Lastly, budget and specific use cases should guide your decision. While tools like Talend has user friendly interface for those without programming skills, high cost post Qlik acquisition might be a concern. Evaluate each tool based on your organization’s needs to find the best fit.
In summary, the data integration landscape offers many alternatives to Azure Data Factory, each excels in different areas. From Factory Thread’s data virtualization to Google Cloud Dataflow’s stream processing, there is a solution for every need. Understand your requirements and evaluate each tool to find the best for your organization.
AWS Glue is a good alternative to Azure Data Factory because of its seamless integration with other AWS services which is beneficial for businesses within the AWS ecosystem. This holistic integration improves data workflows and operational efficiency.

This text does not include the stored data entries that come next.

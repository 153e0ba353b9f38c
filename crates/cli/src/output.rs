//! Terminal output utilities
//!
//! Provides consistent formatting for CLI output.

use dinefind_core::records::{Cuisine, Restaurant};
use owo_colors::OwoColorize;
use std::collections::HashMap;

/// Status message helpers
pub struct Status;

impl Status {
    /// Print a success message
    pub fn success(message: &str) {
        println!("{} {}", "✓".green(), message);
    }

    /// Print an error message
    pub fn error(message: &str) {
        eprintln!("{} {}", "✗".red(), message);
    }

    /// Print a warning message
    pub fn warning(message: &str) {
        eprintln!("{} {}", "⚠".yellow(), message);
    }

    /// Print an info message
    pub fn info(message: &str) {
        println!("{} {}", "ℹ".blue(), message);
    }

    /// Print a header
    pub fn header(message: &str) {
        println!();
        println!("{}", message.bold());
        println!("{}", "─".repeat(message.chars().count()));
    }
}

const COLUMNS: [&str; 6] = ["#", "Name", "Cuisine", "Distance", "Rating", "Price"];

/// Render search results as an aligned text table.
///
/// Cuisine ids are shown by name when `cuisines` knows them.
pub fn render_table(results: &[Restaurant], cuisines: &[Cuisine]) -> String {
    let names: HashMap<&str, &str> = cuisines
        .iter()
        .map(|c| (c.id.as_str(), c.name.as_str()))
        .collect();

    let rows: Vec<[String; 6]> = results
        .iter()
        .enumerate()
        .map(|(i, r)| {
            [
                (i + 1).to_string(),
                r.name.clone(),
                names
                    .get(r.cuisine_id.as_str())
                    .map(|name| name.to_string())
                    .unwrap_or_else(|| r.cuisine_id.clone()),
                r.distance.clone(),
                r.customer_rating.clone(),
                r.price.clone(),
            ]
        })
        .collect();

    let mut widths = COLUMNS.map(|c| c.chars().count());
    for row in &rows {
        for (width, cell) in widths.iter_mut().zip(row) {
            *width = (*width).max(cell.chars().count());
        }
    }

    let line = |cells: &[&str]| -> String {
        cells
            .iter()
            .zip(widths)
            .map(|(cell, width)| format!("{:<width$}", cell, width = width))
            .collect::<Vec<_>>()
            .join("  ")
            .trim_end()
            .to_string()
    };

    let mut out = Vec::with_capacity(rows.len() + 2);
    out.push(line(&COLUMNS));
    out.push(
        widths
            .iter()
            .map(|w| "─".repeat(*w))
            .collect::<Vec<_>>()
            .join("  "),
    );
    for row in &rows {
        let cells: Vec<&str> = row.iter().map(String::as_str).collect();
        out.push(line(&cells));
    }
    out.join("\n")
}

/// Print results, or a note when there are none.
pub fn print_results(results: &[Restaurant], cuisines: &[Cuisine]) {
    if results.is_empty() {
        println!("{}", "No matching restaurants".dimmed());
        return;
    }
    println!("{}", render_table(results, cuisines));
}

/// Format a count with singular/plural
pub fn format_count(count: usize, singular: &str, plural: &str) -> String {
    if count == 1 {
        format!("{} {}", count, singular)
    } else {
        format!("{} {}", count, plural)
    }
}

#[cfg(test)]
mod tests {
    use super::*;

    fn results() -> Vec<Restaurant> {
        vec![
            Restaurant::new("3", "Deliciouszilla", "2", "1", "4", "15"),
            Restaurant::new("8", "Cafe", "99", "3", "3", "5"),
        ]
    }

    #[test]
    fn test_table_resolves_cuisine_names() {
        let table = render_table(&results(), &[Cuisine::new("2", "Chinese")]);
        let lines: Vec<&str> = table.lines().collect();

        assert_eq!(lines.len(), 4);
        assert!(lines[0].starts_with("#  Name"));
        assert!(lines[2].contains("Deliciouszilla"));
        assert!(lines[2].contains("Chinese"));
        // Unknown cuisine falls back to its id.
        assert!(lines[3].contains("99"));
    }

    #[test]
    fn test_table_columns_align() {
        let table = render_table(&results(), &[]);
        let lines: Vec<&str> = table.lines().collect();

        let cuisine_col = lines[0].find("Cuisine").unwrap();
        assert_eq!(&lines[3][cuisine_col..cuisine_col + 2], "99");
    }

    #[test]
    fn test_empty_table_has_header() {
        let table = render_table(&[], &[]);
        assert_eq!(table.lines().count(), 2);
    }

    #[test]
    fn test_format_count_singular() {
        assert_eq!(format_count(1, "restaurant", "restaurants"), "1 restaurant");
    }

    #[test]
    fn test_format_count_plural() {
        assert_eq!(format_count(5, "restaurant", "restaurants"), "5 restaurants");
    }
}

Talend is user friendly because of its graphical interface which simplifies data pipeline design and makes it accessible to users without programming skills. This way more users can engage with data integration tasks.
Fivetran automates ELT, has over 300 pre-built connectors and allows flexible data sync schedules. This ensures data management is efficient and reliable for your organization.
Google Cloud Dataflow handles large scale data processing by a fully managed service that supports both stream and batch data processing for complex workflows and big data.
When choosing Azure Data Factory alternative, consider scalability, cost, ease of use, integration capabilities and your business needs.